Vencido na discussão, o procurador da República Luiz Carlos dos Santos Gonçalves, que foi relator da comissão de juristas, é a favor da proposta. Segundo ele, hediondo é aquilo que causa asco, nojo, repulsa, como um sequestro ou um estupro, e na evolução do País isso foi acontecendo com a corrupção.
— Por isso, colocar [a corrupção] no hall dos crimes hediondos me pareceu uma coisa acertada.
Gonçalves destacou que, ao longo do tempo, houve uma certa tolerância com esse tipo de crime, mas hoje a prática passou a ser inaceitável, como mostram os protestos das ruas.
— O País é pobre , mas faz menos com dinheiro do que deveria.
Sobre a eficácia da proposta no combate à corrupção, Gonçalves é cauteloso, admitindo que o projeto é apenas “um passo para o o caminho certo”. Para ele, a medida deve ser combinada com ações de transparência total nos gastos do Poder Público e que estimulem as denúncias à Justiça.
Aprovado no Senado no primeiro semestre deste ano, além de aumentar as penas e prever punições maiores para integrantes do Executivo, do Legislativo e do Judiciário que cometerem o delito, o Projeto 5.900/13 acaba com a possibilidade de anistia, graça, indulto ou liberdade sob pagamento de fiança para os condenados. Pelo texto, também fica mais rigoroso o acesso a benefícios como livramento condicional e progressão de regime.
De acordo com a projeto, a pena para crimes desse tipo seria de quatro a 12 anos de reclusão e multa.
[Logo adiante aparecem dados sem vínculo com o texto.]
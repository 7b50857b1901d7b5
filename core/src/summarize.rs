use crate::error::{Error, Result};
use crate::index::WeightModel;
use lazy_static::lazy_static;
use regex::Regex;

pub const DEFAULT_SUMMARY_SENTENCES: usize = 2;

lazy_static! {
    static ref TERMINATOR: Regex = Regex::new(r#"[.!?]+["'”’)\]]*(?:\s+|$)"#).expect("valid regex");
}

/// Splits on `.`, `!` or `?` followed by whitespace or end of text. Trailing
/// text without a terminator is the last sentence.
pub fn split_sentences(text: &str) -> Vec<&str> {
    let mut sentences = Vec::new();
    let mut start = 0;
    for m in TERMINATOR.find_iter(text) {
        let sentence = text[start..m.end()].trim();
        if !sentence.is_empty() {
            sentences.push(sentence);
        }
        start = m.end();
    }
    let tail = text[start..].trim();
    if !tail.is_empty() {
        sentences.push(tail);
    }
    sentences
}

/// Extractive summary: the `n` sentences with the highest total TF-IDF weight
/// under `model`, kept in their original order. Paragraphs with `n` or fewer
/// sentences come back unchanged.
pub fn summarize(paragraph: &str, model: &WeightModel<'_>, n: usize) -> Result<String> {
    if n == 0 {
        return Err(Error::invalid("summary sentence count must be positive"));
    }
    let sentences = split_sentences(paragraph);
    if sentences.len() <= n {
        return Ok(paragraph.to_string());
    }

    let mut scored: Vec<(usize, f32)> = sentences
        .iter()
        .enumerate()
        .map(|(i, s)| (i, model.vectorize(s).total_weight()))
        .collect();
    scored.sort_by(|a, b| b.1.partial_cmp(&a.1).unwrap_or(std::cmp::Ordering::Equal).then(a.0.cmp(&b.0)));

    let mut chosen: Vec<usize> = scored.into_iter().take(n).map(|(i, _)| i).collect();
    chosen.sort_unstable();
    Ok(chosen.into_iter().map(|i| sentences[i]).collect::<Vec<_>>().join(" "))
}
use anyhow::{Context, Result};
use clap::{Parser, Subcommand};
use paperdex_core::{rebuild_index, search_with, ExtractConfig, IndexConfig, IndexStore, Language, SearchOptions};
use std::path::{Path, PathBuf};
use tracing_subscriber::{fmt, EnvFilter};

#[derive(Parser)]
#[command(name = "indexer")]
#[command(about = "Build and query paragraph-level TF-IDF indexes over a folder of papers", long_about = None)]
struct Cli {
    #[command(subcommand)]
    command: Commands,
}

#[derive(Subcommand)]
enum Commands {
    /// Extract every PDF/text file in a folder and publish a new index generation
    Build {
        /// Corpus directory (files directly inside it are indexed)
        #[arg(long)]
        input: PathBuf,
        /// Index root directory
        #[arg(long)]
        output: PathBuf,
        /// Stopword list used for the corpus and, later, for queries
        #[arg(long, default_value_t = Language::English)]
        language: Language,
        /// Use 1 + ln(count) as term frequency instead of the raw count
        #[arg(long, default_value_t = false)]
        sublinear_tf: bool,
        /// Drop paragraphs with fewer words than this
        #[arg(long)]
        min_words: Option<usize>,
        /// Flush the paragraph buffer once it holds more words than this
        #[arg(long)]
        flush_words: Option<usize>,
    },
    /// Run one query against the current generation and print JSON results
    Search {
        #[arg(long)]
        index: PathBuf,
        #[arg(long, short)]
        query: String,
        #[arg(short, long, default_value_t = 3)]
        k: usize,
        /// Sentences per summary
        #[arg(long, default_value_t = 2)]
        sentences: usize,
    },
    /// Print the manifest of the current generation
    Inspect {
        #[arg(long)]
        index: PathBuf,
    },
}

fn main() -> Result<()> {
    fmt().with_env_filter(EnvFilter::from_default_env()).init();
    let cli = Cli::parse();

    match cli.command {
        Commands::Build { input, output, language, sublinear_tf, min_words, flush_words } => {
            let mut extract = ExtractConfig::default();
            if let Some(n) = min_words {
                extract.min_words = n;
            }
            if let Some(n) = flush_words {
                extract.flush_words = n;
            }
            build(&input, &output, &extract, IndexConfig { language, sublinear_tf })
        }
        Commands::Search { index, query, k, sentences } => run_search(&index, &query, k, sentences),
        Commands::Inspect { index } => inspect(&index),
    }
}

fn build(input: &Path, output: &Path, extract: &ExtractConfig, config: IndexConfig) -> Result<()> {
    let store = IndexStore::new(output);
    let (report, _) = rebuild_index(input, &store, extract, config)
        .with_context(|| format!("building index from {}", input.display()))?;
    for skipped in &report.skipped {
        tracing::warn!(document = %skipped.name, reason = %skipped.reason, "document skipped");
    }
    println!("{}", serde_json::to_string_pretty(&report)?);
    Ok(())
}

fn run_search(index: &Path, query: &str, k: usize, sentences: usize) -> Result<()> {
    let store = IndexStore::new(index);
    let handle = store.load_current()?;
    if handle.is_none() {
        tracing::warn!(index = %index.display(), "no index generation published yet");
    }
    let options = SearchOptions { summary_sentences: sentences, ..SearchOptions::new(k) };
    let results = search_with(handle.as_ref(), query, &options)?;
    println!("{}", serde_json::to_string_pretty(&results)?);
    Ok(())
}

fn inspect(index: &Path) -> Result<()> {
    let store = IndexStore::new(index);
    match store.load_current()? {
        Some(handle) => println!("{}", serde_json::to_string_pretty(handle.meta())?),
        None => anyhow::bail!("no index generation published under {}", index.display()),
    }
    Ok(())
}
use lazy_static::lazy_static;
use regex::Regex;
use serde::{Deserialize, Serialize};
use std::collections::HashSet;
use std::fmt;
use std::str::FromStr;
use unicode_normalization::UnicodeNormalization;

lazy_static! {
    static ref PUNCTUATION: Regex = Regex::new(r"[\p{P}\p{S}]").expect("valid regex");
    static ref WORD: Regex = Regex::new(r"[\p{L}\p{M}\p{N}]+").expect("valid regex");
    static ref ENGLISH: HashSet<&'static str> = ENGLISH_STOPWORDS.iter().copied().collect();
    static ref INDONESIAN: HashSet<&'static str> = INDONESIAN_STOPWORDS.iter().copied().collect();
}

// Punctuation is stripped before the stopword check, so contractions appear
// without apostrophes. Forms that collide with real words ("ill", "well",
// "shell") are left out.
const ENGLISH_STOPWORDS: &[&str] = &[
    "a", "about", "above", "after", "again", "against", "all", "am", "an", "and", "any", "are",
    "arent", "as", "at", "be", "because", "been", "before", "being", "below", "between", "both",
    "but", "by", "can", "cannot", "cant", "could", "couldnt", "did", "didnt", "do", "does",
    "doesnt", "doing", "dont", "down", "during", "each", "few", "for", "from", "further", "had",
    "hadnt", "has", "hasnt", "have", "havent", "having", "he", "her", "here", "hers", "herself",
    "him", "himself", "his", "how", "i", "if", "in", "into", "is", "isnt", "it", "its", "itself",
    "just", "me", "more", "most", "mustnt", "my", "myself", "no", "nor", "not", "now", "of", "off",
    "on", "once", "only", "or", "other", "ought", "our", "ours", "ourselves", "out", "over", "own",
    "same", "she", "should", "shouldnt", "so", "some", "such", "than", "that", "thats", "the",
    "their", "theirs", "them", "themselves", "then", "there", "these", "they", "theyre", "this",
    "those", "through", "to", "too", "under", "until", "up", "very", "was", "wasnt", "we", "were",
    "werent", "what", "when", "where", "which", "while", "who", "whom", "why", "will", "with",
    "wont", "would", "wouldnt", "you", "youre", "youve", "your", "yours", "yourself",
    "yourselves",
];

const INDONESIAN_STOPWORDS: &[&str] = &[
    "ada", "adalah", "agar", "akan", "anda", "antara", "apa", "apabila", "atas", "atau", "bagi",
    "bagaimana", "bahwa", "banyak", "beberapa", "belum", "beliau", "bila", "bisa", "dalam", "dan",
    "dapat", "dari", "demikian", "dengan", "di", "dia", "engkau", "hal", "hanya", "harus",
    "hingga", "ia", "ini", "itu", "jika", "juga", "kami", "kamu", "karena", "ke", "kemudian",
    "kepada", "ketika", "kita", "lagi", "lain", "lalu", "lebih", "maka", "mana", "masih",
    "meskipun", "mereka", "merupakan", "namun", "oleh", "pada", "para", "per", "pernah", "pun",
    "saat", "sampai", "sangat", "saya", "sebagai", "sebelum", "sebuah", "secara", "sedang",
    "sedangkan", "sehingga", "sejak", "selama", "semua", "seorang", "serta", "seperti",
    "setelah", "setiap", "siapa", "sudah", "suatu", "supaya", "tanpa", "telah", "tentang",
    "tersebut", "terhadap", "tetapi", "tiap", "tidak", "untuk", "walaupun", "yaitu", "yakni",
    "yang",
];

/// Stopword set applied by the preprocessor. Recorded in every index
/// generation so queries are processed the way the corpus was.
#[derive(Debug, Clone, Copy, Default, PartialEq, Eq, Hash, Serialize, Deserialize)]
#[serde(rename_all = "lowercase")]
pub enum Language {
    #[default]
    English,
    Indonesian,
}

impl Language {
    fn stopwords(self) -> &'static HashSet<&'static str> {
        match self {
            Language::English => &ENGLISH,
            Language::Indonesian => &INDONESIAN,
        }
    }
}

impl fmt::Display for Language {
    fn fmt(&self, f: &mut fmt::Formatter<'_>) -> fmt::Result {
        match self {
            Language::English => f.write_str("english"),
            Language::Indonesian => f.write_str("indonesian"),
        }
    }
}

impl FromStr for Language {
    type Err = String;

    fn from_str(s: &str) -> Result<Self, Self::Err> {
        match s.trim().to_ascii_lowercase().as_str() {
            "english" | "en" => Ok(Language::English),
            "indonesian" | "id" => Ok(Language::Indonesian),
            other => Err(format!("unknown language '{other}', expected english or indonesian")),
        }
    }
}

pub fn is_stopword(token: &str, language: Language) -> bool {
    language.stopwords().contains(token)
}

/// Lowercase, strip punctuation, split into word tokens and drop stopwords.
///
/// Text is NFKC-normalized first so PDF ligatures and full-width forms fold
/// into their plain spellings. Punctuation is deleted rather than replaced,
/// so `don't` becomes `dont` and `COVID-19` becomes `covid19`.
pub fn tokens(text: &str, language: Language) -> Vec<String> {
    let folded = fold(text);
    WORD.find_iter(&folded)
        .map(|m| m.as_str())
        .filter(|token| !is_stopword(token, language))
        .map(str::to_string)
        .collect()
}

/// NFKC, lowercase and punctuation removal, without tokenizing. Deleting a
/// punctuation mark can leave a combining mark next to a new base character,
/// so the result is normalized once more.
pub fn fold(text: &str) -> String {
    let lowered = text.nfkc().collect::<String>().to_lowercase();
    PUNCTUATION.replace_all(&lowered, "").nfkc().collect()
}

/// Normalized form used for both corpus paragraphs and live queries: the
/// surviving tokens joined by single spaces.
pub fn preprocess(text: &str, language: Language) -> String {
    tokens(text, language).join(" ")
}
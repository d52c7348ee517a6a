//! Enemy catalog loader.

use std::collections::HashSet;
use std::path::Path;

use battle_core::{BattleConfig, EnemyTemplate};

use crate::catalog::EnemyCatalog;
use crate::loaders::{LoadResult, read_file};

/// Loader for enemy templates from RON files.
pub struct EnemyLoader;

impl EnemyLoader {
    /// Load enemy catalog from a RON file.
    ///
    /// # Arguments
    ///
    /// * `path` - Path to the RON file containing EnemyCatalog
    pub fn load(path: &Path) -> LoadResult<EnemyCatalog> {
        let content = read_file(path)?;
        Self::parse(&content).map_err(|e| e.context(format!("in {}", path.display())))
    }

    pub fn parse(content: &str) -> LoadResult<EnemyCatalog> {
        let catalog: EnemyCatalog = ron::from_str(content)
            .map_err(|e| anyhow::anyhow!("Failed to parse enemy catalog RON: {}", e))?;

        let mut seen = HashSet::new();
        for template in &catalog.enemies {
            Self::validate(template)?;
            anyhow::ensure!(
                seen.insert(template.name.as_str()),
                "Duplicate enemy '{}'",
                template.name
            );
        }

        tracing::debug!(enemies = catalog.len(), "loaded enemy catalog");
        Ok(catalog)
    }

    fn validate(template: &EnemyTemplate) -> LoadResult<()> {
        anyhow::ensure!(!template.name.is_empty(), "Enemy with empty name");
        anyhow::ensure!(
            template.stats.max_health > 0,
            "Enemy '{}' has zero max_health",
            template.name
        );
        anyhow::ensure!(
            template.skills.len() <= BattleConfig::MAX_SKILLS,
            "Enemy '{}' has {} skills (max {})",
            template.name,
            template.skills.len(),
            BattleConfig::MAX_SKILLS
        );
        anyhow::ensure!(
            template.drops.len() <= BattleConfig::MAX_DROPS,
            "Enemy '{}' has {} drops (max {})",
            template.name,
            template.drops.len(),
            BattleConfig::MAX_DROPS
        );
        for drop in &template.drops {
            anyhow::ensure!(
                drop.chance_percent <= 100,
                "Enemy '{}' drop '{}' has chance {}% (max 100)",
                template.name,
                drop.item,
                drop.chance_percent
            );
        }
        Ok(())
    }
}
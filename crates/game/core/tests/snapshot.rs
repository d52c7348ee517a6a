#![cfg(feature = "serde")]

use battle_core::{
    AccuracyRating, Battle, BattleAction, BattleData, BattlePhase, CanBeDamaged, Difficulty, Enemy,
    EquipmentSlot, GradingThresholds, Item, Player, Side, SnapshotError, SpeedRating, StatBlock,
    StatDelta, StatKind, TypingChallenge, TypingPerformance,
};

fn player() -> Player {
    Player::new("root", 1, StatBlock::default())
}

fn enemy() -> Enemy {
    Enemy::new("segfault", 1, StatBlock::new(50, 10, 12, 4, 8, 2))
}

fn mid_battle_snapshot() -> BattleData {
    let mut player = player();
    let mut battle = Battle::new(&mut player, enemy());
    battle.start().unwrap();
    battle
        .submit_action(
            Side::Player,
            BattleAction::Attack,
            Some(&TypingPerformance::new(
                SpeedRating::Fast,
                AccuracyRating::Perfect,
                Difficulty::new(5).unwrap(),
            )),
        )
        .unwrap();
    battle
        .set_challenge(TypingChallenge::for_word("segfault", 3000).unwrap())
        .unwrap();
    battle.snapshot().unwrap()
}

#[test]
fn snapshot_uses_save_file_field_names() {
    let data = mid_battle_snapshot();
    let json = serde_json::to_value(&data).unwrap();

    assert_eq!(json["enemyName"], "segfault");
    assert_eq!(json["enemyHealth"], 14);
    assert_eq!(json["enemyMaxHealth"], 50);
    assert_eq!(json["currentChallenge"]["word"], "segfault");
    assert_eq!(json["currentChallenge"]["timeLimit"], 3000);
    assert_eq!(json["currentChallenge"]["difficulty"], 2);
}

#[test]
fn minimal_save_record_restores_at_round_start() {
    let data: BattleData = serde_json::from_str(
        r#"{ "enemyName": "segfault", "enemyHealth": 20, "enemyMaxHealth": 50 }"#,
    )
    .unwrap();
    assert_eq!(data.round, 1);
    assert!(data.current_challenge.is_none());

    let mut player = player();
    let battle = Battle::restore(&mut player, enemy(), &data).unwrap();
    assert_eq!(battle.phase(), BattlePhase::Active);
    assert_eq!(battle.enemy().health().current(), 20);
    assert_eq!(battle.current_turn_actor(), Ok(Side::Player));
}

#[test]
fn restored_battle_matches_the_original() {
    let mut original_player = player();
    let mut original = Battle::new(&mut original_player, enemy());
    original.start().unwrap();
    original
        .submit_action(
            Side::Player,
            BattleAction::Attack,
            Some(&TypingPerformance::new(
                SpeedRating::Normal,
                AccuracyRating::Good,
                Difficulty::new(3).unwrap(),
            )),
        )
        .unwrap();

    let bytes = original.snapshot().unwrap().to_bytes().unwrap();
    let data = BattleData::from_bytes(&bytes).unwrap();

    let mut restored_player = player();
    let restored = Battle::restore(&mut restored_player, enemy(), &data).unwrap();

    assert_eq!(restored.state(), original.state());
    assert_eq!(restored.enemy(), original.enemy());
    assert_eq!(restored.current_turn_actor(), Ok(Side::Enemy));
    assert_eq!(restored.state().reward_points(), 4);
}

#[test]
fn restore_rejects_mismatched_enemies() {
    let mut player = player();

    let wrong_name = BattleData::new("kernel panic", 20, 50);
    assert!(matches!(
        Battle::restore(&mut player, enemy(), &wrong_name),
        Err(SnapshotError::EnemyMismatch { .. })
    ));

    let wrong_max = BattleData::new("segfault", 20, 80);
    assert_eq!(
        Battle::restore(&mut player, enemy(), &wrong_max).err(),
        Some(SnapshotError::MaxHealthMismatch {
            saved: 80,
            actual: 50
        })
    );

    let dead = BattleData::new("segfault", 0, 50);
    assert!(matches!(
        Battle::restore(&mut player, enemy(), &dead),
        Err(SnapshotError::EnemyHealthOutOfRange { .. })
    ));

    let mut past_end = BattleData::new("segfault", 20, 50);
    past_end.turn_position = 2;
    assert_eq!(
        Battle::restore(&mut player, enemy(), &past_end).err(),
        Some(SnapshotError::InvalidTurnPosition { position: 2 })
    );
}

#[test]
fn restore_keeps_the_round_order_after_a_mid_round_equipment_change() {
    let mut player = player();
    let speedy = || Enemy::new("segfault", 1, StatBlock::new(50, 10, 12, 4, 15, 2));

    let (saved, live_state) = {
        let mut battle = Battle::new(&mut player, speedy());
        battle.start().unwrap();
        assert_eq!(battle.state().order().sides(), [Side::Enemy, Side::Player]);
        battle.run_enemy_turn().unwrap();

        battle.player_equipment_mut().equip(Item::new(
            "running shoes",
            EquipmentSlot::Accessory,
            StatDelta::single(StatKind::Agility, 20),
        ));
        assert_eq!(battle.current_turn_actor(), Ok(Side::Player));
        (battle.snapshot().unwrap(), battle.state().clone())
    };
    assert_eq!(saved.turn_order, Some(vec![Side::Enemy, Side::Player]));

    let bytes = saved.to_bytes().unwrap();
    let data = BattleData::from_bytes(&bytes).unwrap();
    let restored = Battle::restore(&mut player, speedy(), &data).unwrap();

    assert_eq!(restored.current_turn_actor(), Ok(Side::Player));
    assert_eq!(restored.state(), &live_state);
}

#[test]
fn restore_rejects_a_malformed_turn_order() {
    let mut player = player();
    let mut data = BattleData::new("segfault", 20, 50);
    data.turn_order = Some(vec![Side::Enemy, Side::Enemy]);
    assert_eq!(
        Battle::restore(&mut player, enemy(), &data).err(),
        Some(SnapshotError::InvalidTurnOrder)
    );
}

#[test]
fn saved_challenges_are_validated_on_load() {
    let with_challenge = |challenge: &str| {
        format!(
            r#"{{ "enemyName": "segfault", "enemyHealth": 20, "enemyMaxHealth": 50,
                 "currentChallenge": {challenge} }}"#
        )
    };

    for invalid in [
        r#"{ "word": "grep", "timeLimit": 0, "difficulty": 1 }"#,
        r#"{ "word": "", "timeLimit": 3000, "difficulty": 1 }"#,
        r#"{ "word": "grep", "timeLimit": 3000, "difficulty": 0 }"#,
    ] {
        assert!(serde_json::from_str::<BattleData>(&with_challenge(invalid)).is_err());
    }

    let data: BattleData = serde_json::from_str(&with_challenge(
        r#"{ "word": "grep", "timeLimit": 3000, "difficulty": 1 }"#,
    ))
    .unwrap();
    let mut player = player();
    let battle = Battle::restore(&mut player, enemy(), &data).unwrap();
    let challenge = battle.current_challenge().unwrap();
    let graded = challenge.grade("grep", 0, &GradingThresholds::default());
    assert_eq!(graded.speed, SpeedRating::Fast);
}

#[test]
fn corrupt_bytes_fail_to_decode() {
    assert!(matches!(
        BattleData::from_bytes(&[0xff, 0x01]),
        Err(SnapshotError::Decode(_))
    ));
}
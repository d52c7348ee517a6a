use super::BattleOutcome;
use crate::action::ActionOutcome;

/// One resolved action, in the order it happened.
#[derive(Clone, Debug, PartialEq, Eq)]
#[cfg_attr(feature = "serde", derive(serde::Serialize, serde::Deserialize))]
pub struct BattleEvent {
    pub round: u32,
    /// 1-based index of the action across the whole battle.
    pub turn: u32,
    pub outcome: ActionOutcome,
}

/// What the encounter collaborator receives once a battle is over.
#[derive(Clone, Debug, PartialEq, Eq)]
#[cfg_attr(feature = "serde", derive(serde::Serialize, serde::Deserialize))]
pub struct BattleReport {
    pub outcome: BattleOutcome,
    pub enemy_name: String,
    /// EX points earned by the player across the battle.
    pub reward_points: u32,
    pub rounds: u32,
    pub turns: u32,
    /// The enemy's drop table may be rolled. Only true on Victory.
    pub drops_eligible: bool,
}

impl BattleReport {
    pub fn is_victory(&self) -> bool {
        self.outcome == BattleOutcome::Victory
    }
}
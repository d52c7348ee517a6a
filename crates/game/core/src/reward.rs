//! EX point rewards for typing-based attacks.
//!
//! ```text
//! points = floor(difficulty × speed_mult × accuracy_mult)
//! ```
//!
//! Multipliers are exact quarters, so the product is computed in integers and
//! truncated once. A Miss is worth nothing because its table entry is zero.

use crate::rating::{AccuracyRating, Multiplier, SpeedRating};
use crate::typing::{Difficulty, TypingPerformance};

/// Points earned by one action. Immutable once computed.
#[derive(Clone, Copy, Debug, Default, PartialEq, Eq, PartialOrd, Ord)]
#[cfg_attr(feature = "serde", derive(serde::Serialize, serde::Deserialize))]
pub struct RewardResult {
    points: u32,
}

impl RewardResult {
    pub const NONE: Self = Self { points: 0 };

    pub const fn points(&self) -> u32 {
        self.points
    }

    /// Computes the reward for a typing performance.
    pub fn for_performance(performance: &TypingPerformance) -> Self {
        Self {
            points: calculate_reward_points(
                performance.difficulty,
                performance.speed,
                performance.accuracy,
            ),
        }
    }
}

/// Calculates EX points for a typed attempt.
///
/// Pure and referentially transparent.
///
/// # Examples
///
/// ```
/// # use battle_core::reward::calculate_reward_points;
/// # use battle_core::{AccuracyRating, Difficulty, SpeedRating};
/// let d = Difficulty::new(5).unwrap();
/// assert_eq!(calculate_reward_points(d, SpeedRating::Fast, AccuracyRating::Perfect), 20);
/// assert_eq!(calculate_reward_points(d, SpeedRating::Slow, AccuracyRating::Poor), 2);
/// ```
pub fn calculate_reward_points(
    difficulty: Difficulty,
    speed: SpeedRating,
    accuracy: AccuracyRating,
) -> u32 {
    const DENOMINATOR: u64 = (Multiplier::SCALE * Multiplier::SCALE) as u64;

    let numerator = u64::from(difficulty.get())
        * u64::from(speed.multiplier().quarters())
        * u64::from(accuracy.multiplier().quarters());

    u32::try_from(numerator / DENOMINATOR).unwrap_or(u32::MAX)
}

/// Receives reward points as plain integers.
///
/// Leveling thresholds belong to the implementor; the battle engine only
/// reports what was earned.
pub trait ProgressionLedger {
    fn record_points(&mut self, points: u32);
}

/// Accumulating ledger that keeps a running EX total.
#[derive(Clone, Debug, Default, PartialEq, Eq)]
#[cfg_attr(feature = "serde", derive(serde::Serialize, serde::Deserialize))]
pub struct ExperienceLedger {
    total: u64,
    entries: u32,
}

impl ExperienceLedger {
    pub fn new() -> Self {
        Self::default()
    }

    pub fn total(&self) -> u64 {
        self.total
    }

    /// Number of times points were recorded (zero-point entries included).
    pub fn entries(&self) -> u32 {
        self.entries
    }
}

impl ProgressionLedger for ExperienceLedger {
    fn record_points(&mut self, points: u32) {
        self.total = self.total.saturating_add(u64::from(points));
        self.entries = self.entries.saturating_add(1);
    }
}

#[cfg(test)]
mod tests {
    use super::*;
    use strum::IntoEnumIterator;

    fn d(value: u32) -> Difficulty {
        Difficulty::new(value).unwrap()
    }

    #[test]
    fn published_scenarios() {
        assert_eq!(
            calculate_reward_points(d(5), SpeedRating::Fast, AccuracyRating::Perfect),
            20
        );
        // 3 × 1.5 × 1.0 = 4.5
        assert_eq!(
            calculate_reward_points(d(3), SpeedRating::Normal, AccuracyRating::Good),
            4
        );
        // 5 × 1.0 × 0.5 = 2.5
        assert_eq!(
            calculate_reward_points(d(5), SpeedRating::Slow, AccuracyRating::Poor),
            2
        );
    }

    #[test]
    fn matches_float_formula_for_all_ratings() {
        for difficulty in 1..=200 {
            for speed in SpeedRating::iter() {
                for accuracy in AccuracyRating::iter() {
                    let expected = (f64::from(difficulty)
                        * speed.multiplier().as_f64()
                        * accuracy.multiplier().as_f64())
                    .floor() as u32;
                    assert_eq!(
                        calculate_reward_points(d(difficulty), speed, accuracy),
                        expected,
                        "d={difficulty} {speed} {accuracy}"
                    );
                }
            }
        }
    }

    #[test]
    fn miss_is_always_zero() {
        for accuracy in AccuracyRating::iter() {
            for difficulty in [1, 7, 1_000, u32::MAX] {
                assert_eq!(
                    calculate_reward_points(d(difficulty), SpeedRating::Miss, accuracy),
                    0
                );
            }
        }
    }

    #[test]
    fn large_difficulty_saturates() {
        assert_eq!(
            calculate_reward_points(d(u32::MAX), SpeedRating::Fast, AccuracyRating::Perfect),
            u32::MAX
        );
    }

    #[test]
    fn ledger_accumulates() {
        let mut ledger = ExperienceLedger::new();
        ledger.record_points(20);
        ledger.record_points(0);
        ledger.record_points(4);
        assert_eq!(ledger.total(), 24);
        assert_eq!(ledger.entries(), 3);
    }
}
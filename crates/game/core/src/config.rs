/// Battle configuration constants and tunable parameters.
///
/// Runtime-tunable values are loaded from `config.toml` by the content crate;
/// missing keys fall back to [`BattleConfig::default`].
#[derive(Clone, Debug, PartialEq, Eq)]
#[cfg_attr(feature = "serde", derive(serde::Serialize, serde::Deserialize))]
#[cfg_attr(feature = "serde", serde(default))]
pub struct BattleConfig {
    /// Agility advantage over the enemy needed for each extra player action in a round.
    pub action_point_agility_step: u32,
    /// Upper bound on player actions per round.
    pub max_action_points: u32,
    /// Damage floor for any attempt that is not a Miss.
    pub minimum_damage: u32,
    /// Percentage of incoming damage removed while guarding.
    pub defend_reduction_percent: u32,
    /// Enemies at or below this percent of max health prefer healing skills.
    pub enemy_heal_threshold_percent: u32,
    /// Drop chance bonus per point of player fortune, in tenths of a percent.
    pub fortune_drop_bonus_per_mille: u32,
    /// Thresholds used to grade typing attempts.
    pub grading: GradingThresholds,
}

impl BattleConfig {
    // ===== compile-time constants used as type parameters =====
    pub const MAX_SKILLS: usize = 8;
    pub const MAX_DROPS: usize = 8;
    pub const MAX_COMBATANTS: usize = 2;

    // ===== runtime-tunable defaults =====
    pub const DEFAULT_ACTION_POINT_AGILITY_STEP: u32 = 10;
    pub const DEFAULT_MAX_ACTION_POINTS: u32 = 3;
    pub const DEFAULT_MINIMUM_DAMAGE: u32 = 1;
    pub const DEFAULT_DEFEND_REDUCTION_PERCENT: u32 = 50;
    pub const DEFAULT_ENEMY_HEAL_THRESHOLD_PERCENT: u32 = 30;
    pub const DEFAULT_FORTUNE_DROP_BONUS_PER_MILLE: u32 = 5;

    pub fn new() -> Self {
        Self {
            action_point_agility_step: Self::DEFAULT_ACTION_POINT_AGILITY_STEP,
            max_action_points: Self::DEFAULT_MAX_ACTION_POINTS,
            minimum_damage: Self::DEFAULT_MINIMUM_DAMAGE,
            defend_reduction_percent: Self::DEFAULT_DEFEND_REDUCTION_PERCENT,
            enemy_heal_threshold_percent: Self::DEFAULT_ENEMY_HEAL_THRESHOLD_PERCENT,
            fortune_drop_bonus_per_mille: Self::DEFAULT_FORTUNE_DROP_BONUS_PER_MILLE,
            grading: GradingThresholds::default(),
        }
    }

    /// Returns a copy with the action point curve replaced.
    pub fn with_action_points(mut self, agility_step: u32, max_points: u32) -> Self {
        self.action_point_agility_step = agility_step;
        self.max_action_points = max_points;
        self
    }
}

impl Default for BattleConfig {
    fn default() -> Self {
        Self::new()
    }
}

/// Cut-offs for turning a raw typing attempt into speed/accuracy ratings.
///
/// Speed thresholds are percentages of the challenge time limit; accuracy is the
/// percentage of positionally matching characters.
#[derive(Clone, Copy, Debug, PartialEq, Eq)]
#[cfg_attr(feature = "serde", derive(serde::Serialize, serde::Deserialize))]
#[cfg_attr(feature = "serde", serde(default))]
pub struct GradingThresholds {
    pub fast_percent: u32,
    pub normal_percent: u32,
    pub good_accuracy_percent: u32,
}

impl Default for GradingThresholds {
    fn default() -> Self {
        Self {
            fast_percent: 40,
            normal_percent: 70,
            good_accuracy_percent: 80,
        }
    }
}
Em todos os casos, a pena é aumentada em até um terço, se o crime for cometido por agente político ou ocupante de cargo efetivo de carreira de Estado.
Além da proposta do Senado, mais oito matérias sobre o tema tramitam na Câmara e, por isso,  a expectativa é que o projeto seja modificado. O deputado Fábio Trad (PMDB-MS), que foi relator, na Comissão de Constituição e Justiça, da proposta mais avançada na Casa, deve apresentar um texto substitutivo ao do Senado, aproveitando as principais sugestões de todos os projetos em tramitação.